OpenAI GPT Models
Introduction
OpenAI Generative Pre-trained Transformer (GPT) models are a series of transformer architecture based language models trained on a large corpus of text data to generate human-like text developed by OpenAI. Since the rise of transformer model, OpenAI has been continuing on the track of optimizing the GPT models using larger and better datasets, improved neural network modules, human supervision and assistance, and other innovations.
As of 2023, the latest GPT model, ChatGPT, has become the most popular application in the world that helps the users solving problems in different specialized domains. In this article, I would like to discuss the evolution of OpenAI GPT models and their technical details.
Prerequisites
There are a couple of prerequisites for understanding the GPT evolution, including the transformer model, language modeling, and natural language processing task specific fine-tuning.
Transformer
The transformer model is the key neural network architecture for the OpenAI GPT models. To learn the transformer model, if you have not done so, please read my previous article “Transformer Explained in One Single Page” for transformer basics and “Transformer Autoregressive Inference Optimization” for in-depth understanding of the transformer decoder autoregressive decoding process.
Language Modeling
A language model is a probability distribution over sequences of token variables $W = \{ W_1, W_2, W_3, \cdots, W_n \}$, namely, $P(W) = P(W_1, W_2, W_3, \cdots, W_n)$. To optimize such a language model so that the language sampled from the probability distribution is natural to human beings, usually we train the model with the text data that is created by human beings.

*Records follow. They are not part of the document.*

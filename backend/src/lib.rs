//! Coffee Tasting API
//!
//! REST backend for recording coffee tasting notes: roasters, coffees,
//! flavor tags and tasting sessions, authenticated with Supabase access
//! tokens and stored in PostgreSQL.

use std::sync::Arc;

use axum::{http::HeaderValue, routing::get, Router};
use tower_http::{
    compression::CompressionLayer,
    cors::{AllowOrigin, Any, CorsLayer},
    trace::TraceLayer,
};

pub mod config;
pub mod db;
pub mod error;
pub mod external;
pub mod extractors;
pub mod handlers;
pub mod logging;
pub mod middleware;
pub mod models;
pub mod openapi;
pub mod repositories;
pub mod routes;
pub mod security;
pub mod services;

pub use config::Config;

use external::LlmClient;

/// Application state shared across handlers
#[derive(Clone)]
pub struct AppState {
    pub db: sqlx::PgPool,
    pub config: Arc<Config>,
    /// Built once so every request reuses one connection pool
    pub llm: Option<LlmClient>,
}

impl AppState {
    pub fn new(db: sqlx::PgPool, config: Config) -> Self {
        let llm = LlmClient::from_config(&config);
        if llm.is_none() {
            tracing::warn!("OPENAI_API_KEY not set, preference analysis is disabled");
        }

        Self {
            db,
            config: Arc::new(config),
            llm,
        }
    }
}

fn cors_layer(config: &Config) -> CorsLayer {
    let origins = config.cors_origin_list();
    let allow_origin = if origins.iter().any(|o| o == "*") {
        AllowOrigin::any()
    } else {
        AllowOrigin::list(
            origins
                .iter()
                .filter_map(|origin| origin.parse::<HeaderValue>().ok()),
        )
    };

    CorsLayer::new()
        .allow_origin(allow_origin)
        .allow_methods(Any)
        .allow_headers(Any)
}

/// Create the application router with all routes and middleware
pub fn create_app(state: AppState) -> Router {
    let config = state.config.clone();
    let mut api = routes::api_routes(&state);
    let mut outer = Router::new()
        .route("/", get(handlers::health::root))
        .route("/health", get(handlers::health::liveness));

    // Docs are served only when DEBUG is set
    if config.debug {
        api = api.route("/openapi.json", get(openapi::openapi_json));
        outer = outer.merge(openapi::doc_pages(&config));
    }
    let api = api.with_state(state.clone());

    middleware::rate_limited(outer, &config.api_v1_str, api, &config)
        .layer(TraceLayer::new_for_http())
        .layer(CompressionLayer::new())
        .layer(cors_layer(&config))
        .with_state(state)
}
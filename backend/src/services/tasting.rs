//! Tasting session service
//!
//! Sessions belong to the user who recorded them; other users get 403 on
//! read/update/note and 404 on delete.

use std::collections::HashMap;

use sqlx::PgPool;
use uuid::Uuid;

use shared::schemas::{
    TastingListQuery, TastingNoteCreate, TastingSessionCreate, TastingSessionListResponse,
    TastingSessionUpdate,
};

use crate::error::{AppError, AppResult};
use crate::middleware::require_user_access;
use crate::models::{TastingNote, TastingNoteRow, TastingSession, TastingSessionRow};
use crate::repositories::{CoffeeRepository, TastingRepository};

#[derive(Clone)]
pub struct TastingService {
    tastings: TastingRepository,
    coffees: CoffeeRepository,
}

impl TastingService {
    pub fn new(db: PgPool) -> Self {
        Self {
            tastings: TastingRepository::new(db.clone()),
            coffees: CoffeeRepository::new(db),
        }
    }

    pub async fn create(&self, input: TastingSessionCreate, user_id: &str) -> AppResult<TastingSession> {
        self.ensure_coffee_exists(input.coffee_id).await?;

        let id = self.tastings.create_with_notes(&input, user_id).await?;
        self.load(id).await
    }

    /// The caller's sessions, newest first
    pub async fn list(&self, query: &TastingListQuery, user_id: &str) -> AppResult<TastingSessionListResponse> {
        let pagination = query.pagination();

        let rows = self
            .tastings
            .get_by_user_id(user_id, pagination.skip, pagination.limit)
            .await?;
        let total = self.tastings.count_by_user(user_id).await?;

        let sessions = self.with_notes(rows).await?;
        Ok(TastingSessionListResponse::new(sessions, total, pagination))
    }

    /// The user's most recent sessions with notes, up to `USER_HISTORY_LIMIT`
    pub async fn all_for_user(&self, user_id: &str) -> AppResult<Vec<TastingSession>> {
        let rows = self.tastings.get_all_by_user_id(user_id).await?;
        self.with_notes(rows).await
    }

    pub async fn get(&self, id: Uuid, user_id: &str) -> AppResult<TastingSession> {
        let session = self.load(id).await?;
        require_user_access(user_id, &session.user_id)?;
        Ok(session)
    }

    pub async fn update(
        &self,
        id: Uuid,
        input: TastingSessionUpdate,
        user_id: &str,
    ) -> AppResult<TastingSession> {
        self.ensure_owner(id, user_id).await?;
        if let Some(coffee_id) = input.coffee_id {
            self.ensure_coffee_exists(coffee_id).await?;
        }

        if !self.tastings.update(id, &input, user_id).await? {
            return Err(AppError::NotFound("Tasting session".to_string()));
        }
        self.load(id).await
    }

    pub async fn add_note(
        &self,
        session_id: Uuid,
        note: TastingNoteCreate,
        user_id: &str,
    ) -> AppResult<TastingNote> {
        self.ensure_owner(session_id, user_id).await?;

        let row = self.tastings.add_note(session_id, &note, user_id).await?;
        Ok(row.into())
    }

    /// Hard delete; notes cascade
    pub async fn delete(&self, id: Uuid, user_id: &str) -> AppResult<()> {
        if !self.tastings.delete_by_id(id, user_id).await? {
            return Err(AppError::NotFound("Tasting session".to_string()));
        }
        Ok(())
    }

    async fn load(&self, id: Uuid) -> AppResult<TastingSession> {
        let (session, notes) = self
            .tastings
            .get_with_notes(id)
            .await?
            .ok_or_else(|| AppError::NotFound("Tasting session".to_string()))?;

        Ok(session.into_model(notes.into_iter().map(TastingNote::from).collect()))
    }

    async fn ensure_owner(&self, id: Uuid, user_id: &str) -> AppResult<()> {
        let session = self.tastings.get_or_not_found(id).await?;
        require_user_access(user_id, &session.user_id)
    }

    async fn ensure_coffee_exists(&self, coffee_id: Uuid) -> AppResult<()> {
        if !self.coffees.exists(coffee_id, false).await? {
            return Err(AppError::NotFound("Coffee".to_string()));
        }
        Ok(())
    }

    async fn with_notes(&self, rows: Vec<TastingSessionRow>) -> AppResult<Vec<TastingSession>> {
        let ids: Vec<Uuid> = rows.iter().map(|r| r.id).collect();
        let mut notes: HashMap<Uuid, Vec<TastingNoteRow>> = self.tastings.notes_for(&ids).await?;

        Ok(rows
            .into_iter()
            .map(|row| {
                let session_notes = notes
                    .remove(&row.id)
                    .unwrap_or_default()
                    .into_iter()
                    .map(TastingNote::from)
                    .collect();
                row.into_model(session_notes)
            })
            .collect())
    }
}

The optimization for most of the language models is the maximum likelihood estimation with respect to the model parameters given the text training data. Concretely,
$$
\DeclareMathOperator*{\argmin}{argmin}
\DeclareMathOperator*{\argmax}{argmax}
\begin{aligned}
\theta^{\ast}
&= \argmax_{\theta} \prod_{i = 1}^{n} P_{\theta}(w_{i}) \\
&= \argmax_{\theta} \sum_{i = 1}^{n} \log P_{\theta}(w_{i}) \\
\end{aligned}
$$
where $\theta$ are the language model paramters, $n$ is the number of sequences from the dataset, $w_{i}$ is the $i$-th sequence from the dataset.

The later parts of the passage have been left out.